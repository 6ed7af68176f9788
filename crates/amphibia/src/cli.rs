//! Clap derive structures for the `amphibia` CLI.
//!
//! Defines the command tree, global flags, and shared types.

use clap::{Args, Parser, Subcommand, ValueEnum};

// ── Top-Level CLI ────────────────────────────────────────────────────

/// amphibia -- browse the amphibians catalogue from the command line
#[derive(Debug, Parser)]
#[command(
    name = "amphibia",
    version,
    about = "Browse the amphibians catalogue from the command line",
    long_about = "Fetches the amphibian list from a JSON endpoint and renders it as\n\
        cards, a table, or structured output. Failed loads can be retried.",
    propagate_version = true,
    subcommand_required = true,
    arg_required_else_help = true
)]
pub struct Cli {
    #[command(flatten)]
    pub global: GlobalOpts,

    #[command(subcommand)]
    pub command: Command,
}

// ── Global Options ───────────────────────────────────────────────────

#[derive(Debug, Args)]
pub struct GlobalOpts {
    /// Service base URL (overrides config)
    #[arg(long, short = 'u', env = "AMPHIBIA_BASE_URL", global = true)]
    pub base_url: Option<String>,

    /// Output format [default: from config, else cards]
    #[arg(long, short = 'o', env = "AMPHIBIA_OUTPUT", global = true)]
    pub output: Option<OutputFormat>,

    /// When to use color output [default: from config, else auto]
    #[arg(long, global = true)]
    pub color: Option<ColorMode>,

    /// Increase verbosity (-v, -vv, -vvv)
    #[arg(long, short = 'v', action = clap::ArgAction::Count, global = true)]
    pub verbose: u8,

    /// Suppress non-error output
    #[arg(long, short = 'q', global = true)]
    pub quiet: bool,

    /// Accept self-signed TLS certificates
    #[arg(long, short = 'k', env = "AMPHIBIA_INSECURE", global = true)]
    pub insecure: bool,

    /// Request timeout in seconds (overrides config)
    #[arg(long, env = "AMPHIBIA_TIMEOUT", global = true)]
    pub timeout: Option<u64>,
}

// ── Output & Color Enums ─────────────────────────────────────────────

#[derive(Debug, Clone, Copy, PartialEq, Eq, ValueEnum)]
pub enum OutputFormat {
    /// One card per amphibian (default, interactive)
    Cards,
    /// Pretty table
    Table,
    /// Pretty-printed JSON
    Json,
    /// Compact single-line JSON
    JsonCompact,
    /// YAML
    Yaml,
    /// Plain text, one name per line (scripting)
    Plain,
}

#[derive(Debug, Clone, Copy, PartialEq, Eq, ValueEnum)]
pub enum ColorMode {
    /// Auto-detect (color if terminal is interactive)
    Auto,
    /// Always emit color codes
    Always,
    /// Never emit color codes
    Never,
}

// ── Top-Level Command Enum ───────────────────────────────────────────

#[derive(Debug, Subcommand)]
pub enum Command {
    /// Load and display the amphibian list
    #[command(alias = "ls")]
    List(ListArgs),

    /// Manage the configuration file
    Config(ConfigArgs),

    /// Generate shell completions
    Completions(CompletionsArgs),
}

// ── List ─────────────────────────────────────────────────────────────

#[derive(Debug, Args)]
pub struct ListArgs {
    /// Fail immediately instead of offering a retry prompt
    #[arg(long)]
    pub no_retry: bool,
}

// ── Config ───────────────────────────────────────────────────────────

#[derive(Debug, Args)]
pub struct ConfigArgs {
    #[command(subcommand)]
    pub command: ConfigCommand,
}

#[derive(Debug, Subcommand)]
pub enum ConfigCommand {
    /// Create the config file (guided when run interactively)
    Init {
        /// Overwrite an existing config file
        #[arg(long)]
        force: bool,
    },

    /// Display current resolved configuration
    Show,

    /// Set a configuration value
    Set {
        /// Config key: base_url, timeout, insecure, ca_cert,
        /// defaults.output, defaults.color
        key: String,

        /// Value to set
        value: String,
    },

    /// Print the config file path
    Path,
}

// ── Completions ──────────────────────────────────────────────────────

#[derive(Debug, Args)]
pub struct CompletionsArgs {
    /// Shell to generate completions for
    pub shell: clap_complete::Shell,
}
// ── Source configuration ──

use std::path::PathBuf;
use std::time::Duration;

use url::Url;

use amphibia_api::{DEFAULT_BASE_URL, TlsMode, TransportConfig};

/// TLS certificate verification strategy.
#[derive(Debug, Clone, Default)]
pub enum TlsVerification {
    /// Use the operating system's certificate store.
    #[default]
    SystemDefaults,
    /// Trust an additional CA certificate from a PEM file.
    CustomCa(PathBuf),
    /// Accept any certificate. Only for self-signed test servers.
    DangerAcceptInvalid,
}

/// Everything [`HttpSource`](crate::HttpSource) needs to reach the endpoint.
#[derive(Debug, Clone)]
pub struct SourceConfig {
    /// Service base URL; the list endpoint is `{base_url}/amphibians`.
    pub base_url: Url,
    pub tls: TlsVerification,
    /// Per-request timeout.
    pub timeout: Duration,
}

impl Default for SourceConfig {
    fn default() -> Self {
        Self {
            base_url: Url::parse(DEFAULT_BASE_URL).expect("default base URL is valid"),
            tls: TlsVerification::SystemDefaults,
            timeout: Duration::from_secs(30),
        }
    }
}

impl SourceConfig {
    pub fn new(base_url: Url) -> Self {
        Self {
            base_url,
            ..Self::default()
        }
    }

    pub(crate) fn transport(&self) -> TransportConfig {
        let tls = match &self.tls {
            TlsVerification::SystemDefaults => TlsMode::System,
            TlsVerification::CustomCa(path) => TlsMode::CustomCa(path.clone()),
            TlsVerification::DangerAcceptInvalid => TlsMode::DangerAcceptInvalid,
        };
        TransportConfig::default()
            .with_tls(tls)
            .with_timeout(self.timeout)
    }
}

________

Brief: What lines in the entries contain "TlsVerification"? Report each one by copying it.

Solution to this task:
pub enum TlsVerification {
    pub tls: TlsVerification,
            tls: TlsVerification::SystemDefaults,
            TlsVerification::SystemDefaults => TlsMode::System,
            TlsVerification::CustomCa(path) => TlsMode::CustomCa(path.clone()),
            TlsVerification::DangerAcceptInvalid => TlsMode::DangerAcceptInvalid,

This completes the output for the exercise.